REQUIRED ACTION: Restate the records underneath, keeping each one exactly the same.

Stored records

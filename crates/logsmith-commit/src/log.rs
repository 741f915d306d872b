//! Raw log text format.
//!
//! History arrives as one text blob in which every commit is introduced by
//! [`LOG_DELIMITER`]. The first line of each record holds
//! `subject|short hash|author name|author email`, the remaining lines are
//! the body. This is the output of
//! `git log --pretty="----%n%s|%h|%an|%ae%n%b"`.
//!
//! Decoding never fails: malformed records degrade to empty fields so one
//! bad entry cannot abort a batch.

use crate::{Author, RawCommit};

/// Prefix of every record in the raw log text.
pub const LOG_DELIMITER: &str = "----\n";

/// Separator between the fields of a record's first line.
pub const FIELD_SEPARATOR: char = '|';

const FIELD_COUNT: usize = 4;

/// Decodes raw log text into one [`RawCommit`] per record.
///
/// Everything up to and including the first delimiter is discarded, so
/// text without any delimiter yields no records. Every later segment
/// yields exactly one record, in input order.
pub fn decode_log(text: &str) -> Vec<RawCommit> {
    text.split(LOG_DELIMITER).skip(1).map(decode_record).collect()
}

/// Decodes a single record (the text between two delimiters).
pub fn decode_record(segment: &str) -> RawCommit {
    let (first_line, body) = segment.split_once('\n').unwrap_or((segment, ""));
    let [message, short_hash, name, email] = split_fields(first_line);

    RawCommit::new(message, short_hash, Author::new(name, email), body)
}

/// Renders a record in the format [`decode_record`] reads back.
pub fn format_record(
    subject: &str,
    short_hash: &str,
    author: &Author,
    body: &str,
) -> String {
    format!(
        "{LOG_DELIMITER}{subject}{FIELD_SEPARATOR}{short_hash}{FIELD_SEPARATOR}{}{FIELD_SEPARATOR}{}\n{body}",
        author.name, author.email
    )
}

/// Splits the first line into subject, hash, author name and author email.
///
/// The trailing three fields are taken from the right so that a `|` in the
/// subject stays part of the subject. Lines with fewer fields fill from the
/// left and leave the rest empty.
fn split_fields(line: &str) -> [&str; FIELD_COUNT] {
    let separators = line.matches(FIELD_SEPARATOR).count();

    if separators >= FIELD_COUNT - 1 {
        let mut fields = line.rsplitn(FIELD_COUNT, FIELD_SEPARATOR);
        let email = fields.next().unwrap_or_default();
        let name = fields.next().unwrap_or_default();
        let hash = fields.next().unwrap_or_default();
        let subject = fields.next().unwrap_or_default();
        return [subject, hash, name, email];
    }

    let mut out = [""; FIELD_COUNT];
    for (slot, field) in out.iter_mut().zip(line.split(FIELD_SEPARATOR)) {
        *slot = field;
    }
    out
}

#[cfg(test)]
mod tests {
    use super::*;

    #[test]
    fn test_decode_single_record() {
        let text = "----\nfeat: add x|abc1234|Jane|jane@x.com\nsome body\n";
        let commits = decode_log(text);

        assert_eq!(commits.len(), 1);
        let commit = &commits[0];
        assert_eq!(commit.message, "feat: add x");
        assert_eq!(commit.short_hash, "abc1234");
        assert_eq!(commit.author, Author::new("Jane", "jane@x.com"));
        assert_eq!(commit.body, "some body\n");
    }

    #[test]
    fn test_decode_preserves_order() {
        let text = "----\nfirst|a1|A|a@x\n\n----\nsecond|b2|B|b@x\n\n----\nthird|c3|C|c@x\n";
        let subjects: Vec<_> = decode_log(text).into_iter().map(|c| c.message).collect();
        assert_eq!(subjects, ["first", "second", "third"]);
    }

    #[test]
    fn test_decode_discards_preamble() {
        let text = "garbage before\n----\nfix: y|def5678|Bob|bob@x.com\n";
        let commits = decode_log(text);
        assert_eq!(commits.len(), 1);
        assert_eq!(commits[0].message, "fix: y");
    }

    #[test]
    fn test_decode_empty_input() {
        assert!(decode_log("").is_empty());
        assert!(decode_log("no delimiter here\n").is_empty());
    }

    #[test]
    fn test_decode_multiline_body() {
        let text = "----\nfeat: z|abc|Jane|j@x\nline 1\n\nCo-authored-by: Bob <b@x>\n";
        let commits = decode_log(text);
        assert_eq!(commits[0].body, "line 1\n\nCo-authored-by: Bob <b@x>\n");
    }

    #[test]
    fn test_decode_record_without_body() {
        let commit = decode_record("feat: z|abc|Jane|j@x");
        assert_eq!(commit.message, "feat: z");
        assert_eq!(commit.author.email, "j@x");
        assert_eq!(commit.body, "");
    }

    #[test]
    fn test_malformed_record_yields_empty_fields() {
        let commit = decode_record("only a subject\n");
        assert_eq!(commit.message, "only a subject");
        assert_eq!(commit.short_hash, "");
        assert_eq!(commit.author, Author::default());

        let commit = decode_record("subject|hash\n");
        assert_eq!(commit.message, "subject");
        assert_eq!(commit.short_hash, "hash");
        assert_eq!(commit.author.name, "");
    }

    #[test]
    fn test_malformed_record_does_not_abort_batch() {
        let text = "----\nbroken\n----\nfeat: ok|abc|Jane|j@x\n";
        let commits = decode_log(text);
        assert_eq!(commits.len(), 2);
        assert_eq!(commits[1].message, "feat: ok");
    }

    #[test]
    fn test_pipe_in_subject_stays_in_subject() {
        let commit = decode_record("feat: a | b | c|abc1234|Jane|jane@x.com\n");
        assert_eq!(commit.message, "feat: a | b | c");
        assert_eq!(commit.short_hash, "abc1234");
        assert_eq!(commit.author, Author::new("Jane", "jane@x.com"));
    }

    #[test]
    fn test_empty_segment_yields_empty_record() {
        let commits = decode_log("----\n----\nfeat: x|a|b|c\n");
        assert_eq!(commits.len(), 2);
        assert_eq!(commits[0], RawCommit::default());
    }

    #[test]
    fn test_format_record_decodes_back() {
        let author = Author::new("Jane", "jane@x.com");
        let text = format_record("feat: x", "abc1234", &author, "body\n");
        assert_eq!(text, "----\nfeat: x|abc1234|Jane|jane@x.com\nbody\n");

        let commits = decode_log(&text);
        assert_eq!(commits[0].author, author);
        assert_eq!(commits[0].body, "body\n");
    }

    mod prop {
        use super::*;
        use proptest::prelude::*;

        proptest! {
            #[test]
            fn record_count_matches_delimiter_count(
                segments in proptest::collection::vec("[a-z0-9|:() !#]{0,30}(\n[a-z0-9 <>@.:]{0,30}){0,3}", 0..20),
            ) {
                let text: String = segments.iter().map(|s| format!("{LOG_DELIMITER}{s}")).collect();
                prop_assert_eq!(decode_log(&text).len(), segments.len());
            }

            #[test]
            fn decoding_is_deterministic(text in "(----\n)?[a-z|\n-]{0,80}") {
                prop_assert_eq!(decode_log(&text), decode_log(&text));
            }
        }
    }
}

REPLY TO THE EXERCISE:
filename crates/logsmith-commit/src/log.rs
repository 741f915d306d872b
//! Raw log text format.
//!
//! History arrives as one text blob in which every commit is introduced by
//! [`LOG_DELIMITER`]. The first line of each record holds
//! `subject|short hash|author name|author email`, the remaining lines are
//! the body. This is the output of
//! `git log --pretty="----%n%s|%h|%an|%ae%n%b"`.
//!
//! Decoding never fails: malformed records degrade to empty fields so one
//! bad entry cannot abort a batch.

use crate::{Author, RawCommit};

/// Prefix of every record in the raw log text.
pub const LOG_DELIMITER: &str = "----\n";

/// Separator between the fields of a record's first line.
pub const FIELD_SEPARATOR: char = '|';

const FIELD_COUNT: usize = 4;

/// Decodes raw log text into one [`RawCommit`] per record.
///
/// Everything up to and including the first delimiter is discarded, so
/// text without any delimiter yields no records. Every later segment
/// yields exactly one record, in input order.
pub fn decode_log(text: &str) -> Vec<RawCommit> {
    text.split(LOG_DELIMITER).skip(1).map(decode_record).collect()
}

/// Decodes a single record (the text between two delimiters).
pub fn decode_record(segment: &str) -> RawCommit {
    let (first_line, body) = segment.split_once('\n').unwrap_or((segment, ""));
    let [message, short_hash, name, email] = split_fields(first_line);

    RawCommit::new(message, short_hash, Author::new(name, email), body)
}

/// Renders a record in the format [`decode_record`] reads back.
pub fn format_record(
    subject: &str,
    short_hash: &str,
    author: &Author,
    body: &str,
) -> String {
    format!(
        "{LOG_DELIMITER}{subject}{FIELD_SEPARATOR}{short_hash}{FIELD_SEPARATOR}{}{FIELD_SEPARATOR}{}\n{body}",
        author.name, author.email
    )
}

/// Splits the first line into subject, hash, author name and author email.
///
/// The trailing three fields are taken from the right so that a `|` in the
/// subject stays part of the subject. Lines with fewer fields fill from the
/// left and leave the rest empty.
fn split_fields(line: &str) -> [&str; FIELD_COUNT] {
    let separators = line.matches(FIELD_SEPARATOR).count();

    if separators >= FIELD_COUNT - 1 {
        let mut fields = line.rsplitn(FIELD_COUNT, FIELD_SEPARATOR);
        let email = fields.next().unwrap_or_default();
        let name = fields.next().unwrap_or_default();
        let hash = fields.next().unwrap_or_default();
        let subject = fields.next().unwrap_or_default();
        return [subject, hash, name, email];
    }

    let mut out = [""; FIELD_COUNT];
    for (slot, field) in out.iter_mut().zip(line.split(FIELD_SEPARATOR)) {
        *slot = field;
    }
    out
}

#[cfg(test)]
mod tests {
    use super::*;

    #[test]
    fn test_decode_single_record() {
        let text = "----\nfeat: add x|abc1234|Jane|jane@x.com\nsome body\n";
        let commits = decode_log(text);

        assert_eq!(commits.len(), 1);
        let commit = &commits[0];
        assert_eq!(commit.message, "feat: add x");
        assert_eq!(commit.short_hash, "abc1234");
        assert_eq!(commit.author, Author::new("Jane", "jane@x.com"));
        assert_eq!(commit.body, "some body\n");
    }

    #[test]
    fn test_decode_preserves_order() {
        let text = "----\nfirst|a1|A|a@x\n\n----\nsecond|b2|B|b@x\n\n----\nthird|c3|C|c@x\n";
        let subjects: Vec<_> = decode_log(text).into_iter().map(|c| c.message).collect();
        assert_eq!(subjects, ["first", "second", "third"]);
    }

    #[test]
    fn test_decode_discards_preamble() {
        let text = "garbage before\n----\nfix: y|def5678|Bob|bob@x.com\n";
        let commits = decode_log(text);
        assert_eq!(commits.len(), 1);
        assert_eq!(commits[0].message, "fix: y");
    }

    #[test]
    fn test_decode_empty_input() {
        assert!(decode_log("").is_empty());
        assert!(decode_log("no delimiter here\n").is_empty());
    }

    #[test]
    fn test_decode_multiline_body() {
        let text = "----\nfeat: z|abc|Jane|j@x\nline 1\n\nCo-authored-by: Bob <b@x>\n";
        let commits = decode_log(text);
        assert_eq!(commits[0].body, "line 1\n\nCo-authored-by: Bob <b@x>\n");
    }

    #[test]
    fn test_decode_record_without_body() {
        let commit = decode_record("feat: z|abc|Jane|j@x");
        assert_eq!(commit.message, "feat: z");
        assert_eq!(commit.author.email, "j@x");
        assert_eq!(commit.body, "");
    }

    #[test]
    fn test_malformed_record_yields_empty_fields() {
        let commit = decode_record("only a subject\n");
        assert_eq!(commit.message, "only a subject");
        assert_eq!(commit.short_hash, "");
        assert_eq!(commit.author, Author::default());

        let commit = decode_record("subject|hash\n");
        assert_eq!(commit.message, "subject");
        assert_eq!(commit.short_hash, "hash");
        assert_eq!(commit.author.name, "");
    }

    #[test]
    fn test_malformed_record_does_not_abort_batch() {
        let text = "----\nbroken\n----\nfeat: ok|abc|Jane|j@x\n";
        let commits = decode_log(text);
        assert_eq!(commits.len(), 2);
        assert_eq!(commits[1].message, "feat: ok");
    }

    #[test]
    fn test_pipe_in_subject_stays_in_subject() {
        let commit = decode_record("feat: a | b | c|abc1234|Jane|jane@x.com\n");
        assert_eq!(commit.message, "feat: a | b | c");
        assert_eq!(commit.short_hash, "abc1234");
        assert_eq!(commit.author, Author::new("Jane", "jane@x.com"));
    }

    #[test]
    fn test_empty_segment_yields_empty_record() {
        let commits = decode_log("----\n----\nfeat: x|a|b|c\n");
        assert_eq!(commits.len(), 2);
        assert_eq!(commits[0], RawCommit::default());
    }

    #[test]
    fn test_format_record_decodes_back() {
        let author = Author::new("Jane", "jane@x.com");
        let text = format_record("feat: x", "abc1234", &author, "body\n");
        assert_eq!(text, "----\nfeat: x|abc1234|Jane|jane@x.com\nbody\n");

        let commits = decode_log(&text);
        assert_eq!(commits[0].author, author);
        assert_eq!(commits[0].body, "body\n");
    }

    mod prop {
        use super::*;
        use proptest::prelude::*;

        proptest! {
            #[test]
            fn record_count_matches_delimiter_count(
                segments in proptest::collection::vec("[a-z0-9|:() !#]{0,30}(\n[a-z0-9 <>@.:]{0,30}){0,3}", 0..20),
            ) {
                let text: String = segments.iter().map(|s| format!("{LOG_DELIMITER}{s}")).collect();
                prop_assert_eq!(decode_log(&text).len(), segments.len());
            }

            #[test]
            fn decoding_is_deterministic(text in "(----\n)?[a-z|\n-]{0,80}") {
                prop_assert_eq!(decode_log(&text), decode_log(&text));
            }
        }
    }
}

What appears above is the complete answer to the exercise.